Движение во времени

V Международный фестиваль «Мариинский» прошел в Петербурге

Фестиваль балета «Мариинский» по традиции открылся премьерной программой, в которую вошли опусы Баланчина, Форсайта, Доусона. Первым был показан «Аполлон» Стравинского — символ театра Баланчина, а значит, и Мариинки, самых истоков балетного искусства, персонифицированных в триумвирате муз под предводительством Аполлона. Спектакль давно в репертуаре театра, но на этот раз он смотрелся совсем по-иному прежде всего благодаря звезде балета Ла Скала Роберто Болле. Этот красивый и статный премьер — один из самых востребованных зарубежных артистов и партнеров. Удивительно он станцевал Аполлона — ясно, осмысленно, логично, выявляя все «скрытые сюжеты», мастером которых был Баланчин. В начале он скорее напоминает юного Париса, чем олимпийца, в котором лишь постепенно проявляется божественное начало. Этот современный на вид спортсмен-музыкант может быть сдержанным и благородным, может буйно шалить, пугая нежных муз, среди которых особенно выделяется Терпсихора — дебютантка Виктория Терешкина, за год из крепкой молодой солистки выросшая в многообещающую балерину. И только в финальной части, услышав гимнический призыв с Олимпа, он мгновенно из юноши превращается в солнечного Аполлона, возводящего муз к вершинам космической гармонии. Подобное динамичное и абсолютно баланчинское прочтение партии, проработанное с балериной Патрицией Нири, дорогого стоит.
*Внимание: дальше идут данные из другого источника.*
//! Optional construction parameters for a certificate authority.
//!
//! Options are plain values applied in order to a [`CaOptions`] accumulator,
//! so new parameters can be added without touching the entry points.
//!
//! ```
//! use rootca::cert::options::{CaOptions, PathLenConstraint, with_pathlen_option};
//!
//! let options = CaOptions::from_options([with_pathlen_option(0, false)]);
//! assert_eq!(options.path_len, PathLenConstraint::Bounded(0));
//! ```

/// The path length limit requested for the CA.
#[derive(Debug, Clone, Copy, Default, PartialEq, Eq)]
pub enum PathLenConstraint {
    /// No path length option was given.
    #[default]
    Unspecified,
    /// Explicitly no limit on intermediate CAs.
    Unbounded,
    /// At most this many intermediate CAs below the root. `0` allows leaf
    /// certificates only.
    Bounded(u8),
}

impl PathLenConstraint {
    /// The value written to `pathLenConstraint`, if any.
    ///
    /// `Unspecified` and `Unbounded` both leave the field out; X.509 has no
    /// way to tell them apart.
    pub fn path_len_constraint(self) -> Option<u8> {
        match self {
            PathLenConstraint::Bounded(n) => Some(n),
            PathLenConstraint::Unspecified | PathLenConstraint::Unbounded => None,
        }
    }

    /// The limit as a signed integer, `-1` meaning unlimited.
    pub fn max_path_len(self) -> i32 {
        self.path_len_constraint().map(i32::from).unwrap_or(-1)
    }
}

/// Accumulated optional parameters.
#[derive(Debug, Clone, Copy, Default, PartialEq, Eq)]
pub struct CaOptions {
    pub path_len: PathLenConstraint,
}

impl CaOptions {
    /// Applies `options` in order to the defaults. Later options overwrite
    /// earlier ones that set the same field.
    pub fn from_options<I>(options: I) -> Self
    where
        I: IntoIterator<Item = CaOption>,
    {
        let mut accumulated = CaOptions::default();
        for option in options {
            option.apply(&mut accumulated);
        }
        accumulated
    }
}

impl FromIterator<CaOption> for CaOptions {
    fn from_iter<I: IntoIterator<Item = CaOption>>(iter: I) -> Self {
        Self::from_options(iter)
    }
}

/// One optional parameter, see [`with_pathlen_option`].
#[derive(Debug, Clone, Copy, PartialEq, Eq)]
pub enum CaOption {
    PathLen(PathLenConstraint),
}

impl CaOption {
    pub fn apply(self, options: &mut CaOptions) {
        match self {
            CaOption::PathLen(path_len) => options.path_len = path_len,
        }
    }
}

/// Sets the path length constraint.
///
/// With `exclude` the limit is explicitly removed and `value` is ignored.
/// Otherwise `value` is the limit, `0` included.
pub fn with_pathlen_option(value: u8, exclude: bool) -> CaOption {
    if exclude {
        CaOption::PathLen(PathLenConstraint::Unbounded)
    } else {
        CaOption::PathLen(PathLenConstraint::Bounded(value))
    }
}
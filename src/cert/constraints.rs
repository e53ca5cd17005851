use bon::Builder;

use super::extensions::{BasicConstraints, NameConstraints};
use super::options::CaOptions;
use super::params::ExtensionParam;
use crate::error::Result;

/// DNS suffixes a CA may, or may not, issue certificates for.
///
/// Strings are used as given. A leading dot (`.example.com`) restricts a
/// subtree to subdomains; without it the domain itself matches as well.
#[derive(Clone, Debug, Default, Builder, PartialEq, Eq)]
pub struct NameConstraintSet {
    #[builder(default)]
    pub permitted_dns_domains: Vec<String>,
    #[builder(default)]
    pub excluded_dns_domains: Vec<String>,
}

impl NameConstraintSet {
    /// A set with only permitted suffixes.
    pub fn permitted<I, S>(domains: I) -> Self
    where
        I: IntoIterator<Item = S>,
        S: Into<String>,
    {
        Self {
            permitted_dns_domains: domains.into_iter().map(Into::into).collect(),
            excluded_dns_domains: Vec::new(),
        }
    }

    pub fn is_empty(&self) -> bool {
        self.permitted_dns_domains.is_empty() && self.excluded_dns_domains.is_empty()
    }
}

/// Translates CA options and name constraints into certificate extensions.
///
/// BasicConstraints is always present with `cA` set and marked critical;
/// `pathLenConstraint` is only written for a bounded path length. The
/// NameConstraints extension is left out entirely when `domains` is empty and
/// is critical otherwise.
pub fn build_constraints(
    domains: &NameConstraintSet,
    options: &CaOptions,
) -> Result<Vec<ExtensionParam>> {
    let basic_constraints = BasicConstraints {
        is_ca: true,
        max_path_length: options.path_len.path_len_constraint(),
    };
    let mut extensions = vec![ExtensionParam::from_extension(&basic_constraints, true)?];

    if !domains.is_empty() {
        let name_constraints = NameConstraints {
            permitted_dns_domains: domains.permitted_dns_domains.clone(),
            excluded_dns_domains: domains.excluded_dns_domains.clone(),
        };
        extensions.push(ExtensionParam::from_extension(&name_constraints, true)?);
    }

    tracing::debug!(
        path_len = ?options.path_len,
        permitted = domains.permitted_dns_domains.len(),
        excluded = domains.excluded_dns_domains.len(),
        "built CA constraint extensions"
    );
    Ok(extensions)
}
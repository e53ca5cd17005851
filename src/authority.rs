use crate::cert::constraints::{NameConstraintSet, build_constraints};
use crate::cert::options::{CaOption, CaOptions};
use crate::cert::params::{DistinguishedName, Validity};
use crate::cert::{Certificate, RawCertificate};
use crate::error::Result;
use crate::issuer::{Issuer, SelfIssuer};
use crate::key::KeyPair;
use crate::tbs_certificate::TbsCertificate;

/// A self-signed root certificate authority.
///
/// Holds the signed certificate only; the private key stays with the caller.
/// Immutable once built.
#[derive(Debug, Clone, PartialEq, Eq)]
pub struct CertificateAuthority {
    certificate: Certificate,
}

impl CertificateAuthority {
    pub fn certificate(&self) -> &Certificate {
        &self.certificate
    }

    /// Decodes the signed certificate. Calls are independent and return equal
    /// values; an error means the stored encoding is corrupt.
    pub fn raw_certificate(&self) -> Result<RawCertificate> {
        self.certificate.decode()
    }

    pub fn to_der(&self) -> &[u8] {
        self.certificate.to_der()
    }

    pub fn to_pem(&self) -> String {
        self.certificate.to_pem()
    }
}

impl From<CertificateAuthority> for Certificate {
    fn from(ca: CertificateAuthority) -> Self {
        ca.certificate
    }
}

/// Creates a self-signed root CA with no optional parameters.
///
/// Same as [`create_certificate_authority_with_options`] with no options: the
/// certificate carries no path length limit.
pub fn create_certificate_authority(
    key: &KeyPair,
    subject: &DistinguishedName,
    validity: &Validity,
    domains: &NameConstraintSet,
) -> Result<CertificateAuthority> {
    create_certificate_authority_with_options(key, subject, validity, domains, std::iter::empty())
}

/// Creates a self-signed root CA.
///
/// `options` are applied in order, see [`crate::cert::options`]. The
/// certificate is signed by `key` and embeds its public half.
///
/// ```no_run
/// use rootca::authority::create_certificate_authority_with_options;
/// use rootca::cert::constraints::NameConstraintSet;
/// use rootca::cert::options::with_pathlen_option;
/// use rootca::cert::params::{DistinguishedName, Validity};
/// use rootca::key::KeyPair;
///
/// # fn main() -> Result<(), rootca::error::RootCaError> {
/// let key = KeyPair::generate_rsa(2048)?;
/// let subject = DistinguishedName::builder()
///     .common_name("Example Root CA")
///     .organization("Example Corp")
///     .country("US")
///     .build();
/// let ca = create_certificate_authority_with_options(
///     &key,
///     &subject,
///     &Validity::for_days(5 * 365)?,
///     &NameConstraintSet::permitted([".example.com"]),
///     [with_pathlen_option(0, false)],
/// )?;
/// println!("{}", ca.to_pem());
/// # Ok(())
/// # }
/// ```
pub fn create_certificate_authority_with_options<I>(
    key: &KeyPair,
    subject: &DistinguishedName,
    validity: &Validity,
    domains: &NameConstraintSet,
    options: I,
) -> Result<CertificateAuthority>
where
    I: IntoIterator<Item = CaOption>,
{
    let options = CaOptions::from_options(options);
    let constraints = build_constraints(domains, &options)?;
    let tbs_cert = TbsCertificate::for_authority(subject, validity, constraints, &key.public_key())?;
    let certificate = SelfIssuer::new(subject, key).sign(tbs_cert)?;

    tracing::debug!(
        common_name = %subject.common_name,
        not_after = %validity.not_after,
        "created certificate authority"
    );
    Ok(CertificateAuthority { certificate })
}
На следующий день вместо Баланчина-небожителя предстал Баланчин-экспериментатор, автор «Четырех темпераментов» П.Хиндемита. За год, прошедший со дня премьеры этого балета, каждый «темперамент» окончательно выявился, а весь ансамбль танцует точно, музыкально, эмоционально. Среди прочих солистов особенно выделялся Флегматик Андрея Меркурьева, окруженный четырьмя красивыми длинноногими солистками: впечатляют его координированность, особенно пластика рук, чувство стиля. Выразителен Меланхолик Антона Корсакова, пытающийся противостоять нашествию бездушной техноцивилизации, несущей с собой глобальные катаклизмы. Особый поклон главному репетитору баланчинских балетов Юрию Фатееву. Поклон и солирующей пианистке Людмиле Свешникой, помогающей постичь балеты Баланчина, концептуальные построения Форсайта.

Премьера балета «Approximate Sonata» («Приблизительная соната», 1996) завершает в Мариинке форсайтовскую тетралогию. Это едва ли не последний «балетный балет» хореографа, впоследствии увлеченного чистыми экспериментами, инсталляциями, перформансами. Естественно, он бессюжетный, его предмет — движение и форма, содержащие в себе мириады потенциальных трансформаций, вариаций, комбинаций, бросающих вызов всеобщей унификации. Все движения и жесты, типичные для минималистов (у Форсайта даже есть балет «Маленькие детали»), — метафоры мысли. В «универсуме Билла» тело танцовщика, работающее подобно суперкомпьютеру, как бы теряет свою реальность, приобретая притом некую мультимедийную множественность, будто оно одновременно находится в разных плоскостях.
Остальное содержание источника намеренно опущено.